[Start of Attachment]
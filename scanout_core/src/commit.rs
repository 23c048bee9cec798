// Copyright 2026 the Scanout Authors
// SPDX-License-Identifier: Apache-2.0 OR MIT

//! Atomic request building.
//!
//! [`build_request`] turns a [`Composition`] and a [`DisplayPipeline`] into
//! the property writes of one atomic transaction. It does not talk to the
//! kernel; the transport applies the request with the returned flags.
//!
//! Layer `i` of the composition goes to plane `i` of the pipeline (primary
//! first). Pipeline planes without a layer are disabled explicitly so a
//! plane used by the previous frame never lingers.

use alloc::vec::Vec;

use kurbo::Rect;

use crate::composition::{Composition, HwLayer};
use crate::error::{Resource, ScanoutError};
use crate::hw::{BlobId, ConnectorId, CrtcId, Device, PlaneId, PropertyId};
use crate::pipeline::DisplayPipeline;

/// Kernel flags for one atomic commit.
#[derive(Clone, Copy, Debug, Default, PartialEq, Eq, Hash)]
pub struct CommitFlags {
    /// Ask the kernel whether the request would succeed without applying it.
    pub test_only: bool,
    /// Permit a full modeset.
    pub allow_modeset: bool,
}

/// Object a property write targets.
#[derive(Clone, Copy, Debug, PartialEq, Eq, Hash)]
pub enum PropertyTarget {
    /// A connector.
    Connector(ConnectorId),
    /// A CRTC.
    Crtc(CrtcId),
    /// A plane.
    Plane(PlaneId),
}

/// One property write of an atomic request.
#[derive(Clone, Copy, Debug, PartialEq, Eq, Hash)]
pub struct PropertyWrite {
    /// Object written.
    pub target: PropertyTarget,
    /// Property id on that object.
    pub property: PropertyId,
    /// Raw property value.
    pub value: u64,
}

/// Property writes of one atomic transaction, in insertion order.
#[derive(Clone, Debug, Default, PartialEq, Eq)]
pub struct AtomicRequest {
    writes: Vec<PropertyWrite>,
}

impl AtomicRequest {
    /// All writes.
    #[inline]
    #[must_use]
    pub fn writes(&self) -> &[PropertyWrite] {
        &self.writes
    }

    /// Value written to `property` on `target`, if any. The last write wins.
    #[must_use]
    pub fn value_of(&self, target: PropertyTarget, property: PropertyId) -> Option<u64> {
        self.writes
            .iter()
            .rev()
            .find(|w| w.target == target && w.property == property)
            .map(|w| w.value)
    }

    /// Number of writes.
    #[inline]
    #[must_use]
    pub fn len(&self) -> usize {
        self.writes.len()
    }

    /// Returns `true` if there are no writes.
    #[inline]
    #[must_use]
    pub fn is_empty(&self) -> bool {
        self.writes.is_empty()
    }

    fn push(&mut self, target: PropertyTarget, property: PropertyId, value: u64) {
        self.writes.push(PropertyWrite {
            target,
            property,
            value,
        });
    }

    fn require(
        &mut self,
        target: PropertyTarget,
        property: Option<PropertyId>,
        value: u64,
    ) -> Result<(), ScanoutError> {
        let property = property.ok_or(ScanoutError::TopologyMismatch)?;
        self.push(target, property, value);
        Ok(())
    }

    fn optional(&mut self, target: PropertyTarget, property: Option<PropertyId>, value: u64) {
        if let Some(property) = property {
            self.push(target, property, value);
        }
    }
}

/// What one commit should do besides showing layers.
#[derive(Clone, Copy, Debug, Default)]
pub struct CommitArgs<'a> {
    /// Layers to show. `None` leaves planes untouched unless `clear` is set.
    pub composition: Option<&'a Composition>,
    /// Mode blob to apply; implies activation and a modeset.
    pub mode_blob: Option<BlobId>,
    /// Explicit CRTC activation. `Some(false)` deactivates the pipeline.
    pub active: Option<bool>,
    /// Disable every pipeline plane.
    pub clear: bool,
    /// Only test the request.
    pub test_only: bool,
}

impl CommitArgs<'_> {
    /// Kernel flags for these arguments.
    #[must_use]
    pub fn flags(&self) -> CommitFlags {
        CommitFlags {
            test_only: self.test_only,
            allow_modeset: self.mode_blob.is_some() || self.active.is_some(),
        }
    }
}

/// Builds the atomic request presenting `args` on `pipeline`.
///
/// # Errors
///
/// - [`ScanoutError::ResourceExhausted`] with [`Resource::Planes`] when the
///   composition has more layers than the pipeline has planes.
/// - [`ScanoutError::TopologyMismatch`] when a pipeline object is missing
///   from `device` or lacks a required property.
pub fn build_request(
    device: &Device,
    pipeline: &DisplayPipeline,
    args: &CommitArgs<'_>,
) -> Result<AtomicRequest, ScanoutError> {
    let mut request = AtomicRequest::default();

    let crtc = device
        .crtc(pipeline.crtc())
        .ok_or(ScanoutError::TopologyMismatch)?;
    let connector = device
        .connector(pipeline.connector())
        .ok_or(ScanoutError::TopologyMismatch)?;
    let crtc_target = PropertyTarget::Crtc(crtc.id);
    let connector_target = PropertyTarget::Connector(connector.id);

    if let Some(blob) = args.mode_blob {
        request.require(crtc_target, crtc.props.mode_id, u64::from(blob.0))?;
        request.require(crtc_target, crtc.props.active, 1)?;
        request.require(
            connector_target,
            connector.props.crtc_id,
            u64::from(crtc.id.0),
        )?;
    } else if let Some(active) = args.active {
        request.require(crtc_target, crtc.props.active, u64::from(active))?;
        if active {
            request.require(
                connector_target,
                connector.props.crtc_id,
                u64::from(crtc.id.0),
            )?;
        } else {
            request.require(crtc_target, crtc.props.mode_id, 0)?;
            request.require(connector_target, connector.props.crtc_id, 0)?;
        }
    }

    let layers: &[HwLayer] = args
        .composition
        .map(Composition::layers)
        .unwrap_or_default();
    if layers.len() > pipeline.plane_capacity() {
        return Err(ScanoutError::ResourceExhausted(Resource::Planes));
    }
    if args.composition.is_none() && !args.clear {
        return Ok(request);
    }

    let mut zpos = 0_u64;
    for (index, plane_id) in pipeline.planes().enumerate() {
        let plane = device
            .plane(plane_id)
            .ok_or(ScanoutError::TopologyMismatch)?;
        let target = PropertyTarget::Plane(plane.id);
        let layer = if args.clear { None } else { layers.get(index) };
        let Some(layer) = layer else {
            request.require(target, plane.props.fb_id, 0)?;
            request.require(target, plane.props.crtc_id, 0)?;
            continue;
        };

        let props = &plane.props;
        request.require(target, props.fb_id, u64::from(layer.framebuffer.0))?;
        request.require(target, props.crtc_id, u64::from(crtc.id.0))?;

        let dst = DestRect::from_rect(layer.display_frame);
        request.require(target, props.crtc_x, signed(dst.x))?;
        request.require(target, props.crtc_y, signed(dst.y))?;
        request.require(target, props.crtc_w, u64::from(dst.w))?;
        request.require(target, props.crtc_h, u64::from(dst.h))?;

        let src = layer.source_crop;
        request.require(target, props.src_x, fixed_16_16(src.x0))?;
        request.require(target, props.src_y, fixed_16_16(src.y0))?;
        request.require(target, props.src_w, fixed_16_16(src.width()))?;
        request.require(target, props.src_h, fixed_16_16(src.height()))?;

        request.optional(target, props.zpos, zpos);
        request.optional(target, props.alpha, alpha_16(layer.alpha));
        zpos += 1;
    }
    Ok(request)
}

/// Integer destination rectangle in display pixels.
#[derive(Clone, Copy, Debug, PartialEq, Eq)]
struct DestRect {
    x: i32,
    y: i32,
    w: u32,
    h: u32,
}

impl DestRect {
    #[expect(
        clippy::cast_possible_truncation,
        reason = "display coordinates fit in i32/u32; float casts saturate"
    )]
    fn from_rect(rect: Rect) -> Self {
        let rect = rect.round();
        Self {
            x: rect.x0 as i32,
            y: rect.y0 as i32,
            w: rect.width() as u32,
            h: rect.height() as u32,
        }
    }
}

/// Signed KMS property value: two's complement in the low bits.
fn signed(v: i32) -> u64 {
    i64::from(v) as u64
}

/// 16.16 fixed point, as `SRC_*` expects.
#[expect(
    clippy::cast_possible_truncation,
    reason = "buffer coordinates are far below 2^16; float casts saturate"
)]
fn fixed_16_16(v: f64) -> u64 {
    u64::from((v * 65536.0) as u32)
}

/// Plane `alpha` is 16 bits wide.
#[expect(
    clippy::cast_possible_truncation,
    reason = "alpha is validated to 0..=1 so the product fits in u16"
)]
fn alpha_16(alpha: f32) -> u64 {
    u64::from((alpha * 65535.0) as u16)
}
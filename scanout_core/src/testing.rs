// Copyright 2026 the Scanout Authors
// SPDX-License-Identifier: Apache-2.0 OR MIT

//! Fixture topologies for unit tests.

use alloc::vec::Vec;

use crate::hw::{
    ConnectionState, Connector, ConnectorId, ConnectorProbe, ConnectorProps, ConnectorType, Crtc,
    CrtcId, CrtcProps, Device, DeviceId, DeviceResources, Encoder, EncoderId, Plane, PlaneId,
    PlaneKind, PlaneProps, PropertyId,
};
use crate::mode::{MODE_TYPE_PREFERRED, tests::mode};

/// A plane with every property present. Property ids are `id * 100 + n`.
pub(crate) fn plane(id: u32, kind: PlaneKind, possible_crtcs: u32) -> Plane {
    let p = |n| Some(PropertyId(id * 100 + n));
    Plane {
        id: PlaneId(id),
        kind,
        possible_crtcs,
        formats: Vec::new(),
        props: PlaneProps {
            fb_id: p(1),
            crtc_id: p(2),
            crtc_x: p(3),
            crtc_y: p(4),
            crtc_w: p(5),
            crtc_h: p(6),
            src_x: p(7),
            src_y: p(8),
            src_w: p(9),
            src_h: p(10),
            zpos: p(11),
            alpha: None,
            in_fence_fd: None,
        },
    }
}

pub(crate) struct TopologyBuilder {
    resources: DeviceResources,
}

impl TopologyBuilder {
    pub(crate) fn new() -> Self {
        Self {
            resources: DeviceResources {
                min_size: (1, 1),
                max_size: (8192, 8192),
                ..DeviceResources::default()
            },
        }
    }

    /// Adds `n` CRTCs with ids `100..100 + n`.
    pub(crate) fn crtcs(mut self, n: u32) -> Self {
        for index in 0..n {
            let id = 100 + index;
            self.resources.crtcs.push(Crtc {
                id: CrtcId(id),
                index,
                props: CrtcProps {
                    active: Some(PropertyId(id * 100 + 1)),
                    mode_id: Some(PropertyId(id * 100 + 2)),
                    out_fence_ptr: Some(PropertyId(id * 100 + 3)),
                },
            });
        }
        self
    }

    pub(crate) fn encoder(mut self, id: u32, possible_crtcs: u32, current: Option<u32>) -> Self {
        self.resources.encoders.push(Encoder {
            id: EncoderId(id),
            possible_crtcs,
            current_crtc: current.map(CrtcId),
        });
        self
    }

    pub(crate) fn plane(mut self, plane: Plane) -> Self {
        self.resources.planes.push(plane);
        self
    }

    pub(crate) fn connector(
        mut self,
        id: u32,
        kind: ConnectorType,
        state: ConnectionState,
        encoders: &[u32],
        current: Option<u32>,
    ) -> Self {
        let mut preferred = mode(1920, 1080, 60);
        preferred.kind |= MODE_TYPE_PREFERRED;
        let same_kind = self
            .resources
            .connectors
            .iter()
            .filter(|c| c.kind == kind)
            .count();
        let kind_id = u32::try_from(same_kind).expect("few connectors") + 1;
        self.resources.connectors.push(Connector::new(
            ConnectorId(id),
            kind,
            kind_id,
            encoders.iter().copied().map(EncoderId).collect(),
            ConnectorProps {
                crtc_id: Some(PropertyId(id * 100 + 1)),
                dpms: Some(PropertyId(id * 100 + 2)),
            },
            ConnectorProbe {
                state,
                modes: alloc::vec![preferred, mode(1280, 720, 60)],
                current_encoder: current.map(EncoderId),
                mm_width: 340,
                mm_height: 190,
                edid: None,
            },
        ));
        self
    }

    /// Adds a connected eDP connector.
    pub(crate) fn connected(self, id: u32, encoders: &[u32], current: Option<u32>) -> Self {
        self.connector(
            id,
            ConnectorType::Edp,
            ConnectionState::Connected,
            encoders,
            current,
        )
    }

    pub(crate) fn build(self) -> Device {
        Device::new(DeviceId(0), "/dev/dri/card0", self.resources).expect("fixture qualifies")
    }
}
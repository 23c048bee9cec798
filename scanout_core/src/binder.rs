// Copyright 2026 the Scanout Authors
// SPDX-License-Identifier: Apache-2.0 OR MIT

//! Pipeline binding.
//!
//! [`bind_pipeline`] searches for an encoder, CRTC and primary plane that can
//! drive a connector and are all free, then claims them together. The search
//! is preference-ordered so that a configuration already lit by firmware is
//! kept:
//!
//! 1. the connector's current encoder, then the rest of its encoders;
//! 2. per encoder, its current CRTC, then every compatible CRTC;
//! 3. per CRTC, exactly one compatible primary plane (cursor planes are
//!    ignored).
//!
//! Encoder, CRTC and primary plane are claimed all-or-nothing. Overlay planes
//! are best-effort: ones already held elsewhere are skipped.

use alloc::vec::Vec;

use crate::claim::{ClaimTable, OwnerToken};
use crate::hw::{ClaimKey, ConnectorId, Crtc, Device, Encoder, PlaneKind};
use crate::pipeline::DisplayPipeline;

/// Knobs for [`bind_pipeline`].
#[derive(Clone, Copy, Debug, PartialEq, Eq)]
pub struct BindOptions {
    /// Claim compatible overlay planes in addition to the primary.
    pub use_overlay_planes: bool,
}

impl Default for BindOptions {
    fn default() -> Self {
        Self {
            use_overlay_planes: true,
        }
    }
}

/// Binds a pipeline for `connector`, claiming its objects for `owner`.
///
/// Returns `None` when no legal, free combination exists; the claim table is
/// then exactly as it was.
pub fn bind_pipeline(
    device: &Device,
    claims: &mut ClaimTable,
    connector: ConnectorId,
    owner: OwnerToken,
    options: BindOptions,
) -> Option<DisplayPipeline> {
    let conn = device.connector(connector)?;

    let current = conn
        .current_encoder()
        .filter(|id| conn.encoders.contains(id))
        .and_then(|id| device.encoder(id));
    let rest = conn
        .encoders
        .iter()
        .filter(|id| Some(**id) != conn.current_encoder())
        .filter_map(|id| device.encoder(*id));

    for encoder in current.into_iter().chain(rest) {
        if let Some(pipeline) = bind_with_encoder(device, claims, connector, encoder, owner, options)
        {
            return Some(pipeline);
        }
    }
    None
}

fn bind_with_encoder(
    device: &Device,
    claims: &mut ClaimTable,
    connector: ConnectorId,
    encoder: &Encoder,
    owner: OwnerToken,
    options: BindOptions,
) -> Option<DisplayPipeline> {
    let dev = device.id();
    if claims
        .owner(ClaimKey::encoder(dev, encoder.id))
        .is_some_and(|o| o != owner)
    {
        return None;
    }

    let current = encoder
        .current_crtc
        .and_then(|id| device.crtc(id))
        .filter(|crtc| encoder.supports_crtc(crtc));
    let rest = device
        .crtcs()
        .iter()
        .filter(|crtc| Some(crtc.id) != encoder.current_crtc && encoder.supports_crtc(crtc));

    for crtc in current.into_iter().chain(rest) {
        if let Some(pipeline) =
            bind_with_crtc(device, claims, connector, encoder, crtc, owner, options)
        {
            return Some(pipeline);
        }
    }
    None
}

fn bind_with_crtc(
    device: &Device,
    claims: &mut ClaimTable,
    connector: ConnectorId,
    encoder: &Encoder,
    crtc: &Crtc,
    owner: OwnerToken,
    options: BindOptions,
) -> Option<DisplayPipeline> {
    let dev = device.id();
    let compatible = || device.planes().iter().filter(move |p| p.supports_crtc(crtc));

    let mut primaries = compatible().filter(|p| p.kind == PlaneKind::Primary);
    let primary = primaries.next()?;
    if primaries.next().is_some() {
        return None;
    }

    claims
        .claim_all(
            &[
                ClaimKey::encoder(dev, encoder.id),
                ClaimKey::crtc(dev, crtc.id),
                ClaimKey::plane(dev, primary.id),
            ],
            owner,
        )
        .ok()?;

    let mut overlay_planes = Vec::new();
    if options.use_overlay_planes {
        for plane in compatible().filter(|p| p.kind == PlaneKind::Overlay) {
            if claims.claim(ClaimKey::plane(dev, plane.id), owner).is_ok() {
                overlay_planes.push(plane.id);
            }
        }
    }

    Some(DisplayPipeline {
        device: dev,
        connector,
        encoder: encoder.id,
        crtc: crtc.id,
        primary_plane: primary.id,
        overlay_planes,
        owner,
    })
}

#[cfg(test)]
mod tests {
    use super::*;
    use crate::hw::{CrtcId, EncoderId, PlaneId};
    use crate::testing::{TopologyBuilder, plane};

    fn bind(device: &Device, claims: &mut ClaimTable, c: u32, owner: u64) -> Option<DisplayPipeline> {
        bind_pipeline(
            device,
            claims,
            ConnectorId(c),
            OwnerToken(owner),
            BindOptions::default(),
        )
    }

    #[test]
    fn binds_compatible_objects_once() {
        let device = TopologyBuilder::new()
            .crtcs(2)
            .encoder(10, 0b11, None)
            .plane(plane(30, PlaneKind::Primary, 0b01))
            .plane(plane(31, PlaneKind::Primary, 0b10))
            .plane(plane(32, PlaneKind::Overlay, 0b11))
            .plane(plane(33, PlaneKind::Cursor, 0b11))
            .connected(1, &[10], None)
            .build();
        let mut claims = ClaimTable::new();

        let p = bind(&device, &mut claims, 1, 1).expect("pipeline");
        assert_eq!(p.encoder(), EncoderId(10), "only encoder");
        assert_eq!(p.crtc(), CrtcId(100), "first compatible CRTC");
        assert_eq!(p.primary_plane(), PlaneId(30), "its primary");
        assert_eq!(p.overlay_planes(), &[PlaneId(32)], "overlay, no cursor");
        assert_eq!(claims.len(), 4, "encoder, CRTC, primary, overlay");
        assert_eq!(p.plane_capacity(), 2, "primary plus one overlay");
    }

    #[test]
    fn prefers_current_encoder_and_crtc() {
        let device = TopologyBuilder::new()
            .crtcs(2)
            .encoder(10, 0b11, None)
            .encoder(11, 0b11, Some(101))
            .plane(plane(30, PlaneKind::Primary, 0b01))
            .plane(plane(31, PlaneKind::Primary, 0b10))
            .connected(1, &[10, 11], Some(11))
            .build();
        let mut claims = ClaimTable::new();

        let p = bind(&device, &mut claims, 1, 1).expect("pipeline");
        assert_eq!(p.encoder(), EncoderId(11), "current encoder first");
        assert_eq!(p.crtc(), CrtcId(101), "its current CRTC first");
        assert_eq!(p.primary_plane(), PlaneId(31), "primary of CRTC 101");
    }

    #[test]
    fn contended_crtc_binds_exactly_once() {
        let device = TopologyBuilder::new()
            .crtcs(1)
            .encoder(10, 0b1, None)
            .encoder(11, 0b1, None)
            .plane(plane(30, PlaneKind::Primary, 0b1))
            .connected(1, &[10], None)
            .connected(2, &[11], None)
            .build();
        let mut claims = ClaimTable::new();

        assert!(bind(&device, &mut claims, 1, 1).is_some(), "first wins");
        let before = claims.clone();
        assert!(bind(&device, &mut claims, 2, 2).is_none(), "second loses");
        assert_eq!(claims.count_owned(OwnerToken(2)), 0, "no orphan claims");
        assert_eq!(claims.len(), before.len(), "table unchanged");
        assert!(
            claims.is_free(ClaimKey::encoder(device.id(), EncoderId(11))),
            "loser's encoder stays free"
        );
    }

    #[test]
    fn ambiguous_primary_falls_through_to_next_crtc() {
        let device = TopologyBuilder::new()
            .crtcs(2)
            .encoder(10, 0b11, None)
            .plane(plane(30, PlaneKind::Primary, 0b01))
            .plane(plane(31, PlaneKind::Primary, 0b01))
            .plane(plane(32, PlaneKind::Primary, 0b10))
            .connected(1, &[10], None)
            .build();
        let mut claims = ClaimTable::new();

        let p = bind(&device, &mut claims, 1, 1).expect("pipeline");
        assert_eq!(p.crtc(), CrtcId(101), "CRTC 100 has two primaries");
        assert_eq!(p.primary_plane(), PlaneId(32), "single primary of 101");
    }

    #[test]
    fn overlays_are_best_effort() {
        let device = TopologyBuilder::new()
            .crtcs(2)
            .encoder(10, 0b01, None)
            .encoder(11, 0b10, None)
            .plane(plane(30, PlaneKind::Primary, 0b01))
            .plane(plane(31, PlaneKind::Primary, 0b10))
            .plane(plane(32, PlaneKind::Overlay, 0b11))
            .plane(plane(33, PlaneKind::Overlay, 0b10))
            .connected(1, &[10], None)
            .connected(2, &[11], None)
            .build();
        let mut claims = ClaimTable::new();

        let a = bind(&device, &mut claims, 1, 1).expect("first");
        let b = bind(&device, &mut claims, 2, 2).expect("second");
        assert_eq!(a.overlay_planes(), &[PlaneId(32)], "first takes shared");
        assert_eq!(b.overlay_planes(), &[PlaneId(33)], "second skips it");

        b.release(&mut claims);
        a.release(&mut claims);
        assert!(claims.is_empty(), "release drops every claim");
    }

    #[test]
    fn overlays_can_be_disabled() {
        let device = TopologyBuilder::new()
            .crtcs(1)
            .encoder(10, 0b1, None)
            .plane(plane(30, PlaneKind::Primary, 0b1))
            .plane(plane(31, PlaneKind::Overlay, 0b1))
            .connected(1, &[10], None)
            .build();
        let mut claims = ClaimTable::new();
        let p = bind_pipeline(
            &device,
            &mut claims,
            ConnectorId(1),
            OwnerToken(1),
            BindOptions {
                use_overlay_planes: false,
            },
        )
        .expect("pipeline");
        assert!(p.overlay_planes().is_empty(), "overlays not requested");
        assert_eq!(claims.len(), 3, "only the mandatory three");
    }

    #[test]
    fn no_primary_means_no_pipeline() {
        let device = TopologyBuilder::new()
            .crtcs(1)
            .encoder(10, 0b1, None)
            .plane(plane(31, PlaneKind::Overlay, 0b1))
            .connected(1, &[10], None)
            .build();
        let mut claims = ClaimTable::new();
        assert!(bind(&device, &mut claims, 1, 1).is_none(), "needs primary");
        assert!(claims.is_empty(), "nothing claimed");
        assert!(
            bind(&device, &mut claims, 7, 1).is_none(),
            "unknown connector"
        );
    }
}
[End of Attachment]
> [Problem to solve] In the data above, start at the line that has "every compatible CRTC;", stop after the line that has "all-or-nothing. Overlay planes", and print every line in between exactly as it stands.

> [Answer for this exercise]
//! 2. per encoder, its current CRTC, then every compatible CRTC;
//! 3. per CRTC, exactly one compatible primary plane (cursor planes are
//!    ignored).
//!
//! Encoder, CRTC and primary plane are claimed all-or-nothing. Overlay planes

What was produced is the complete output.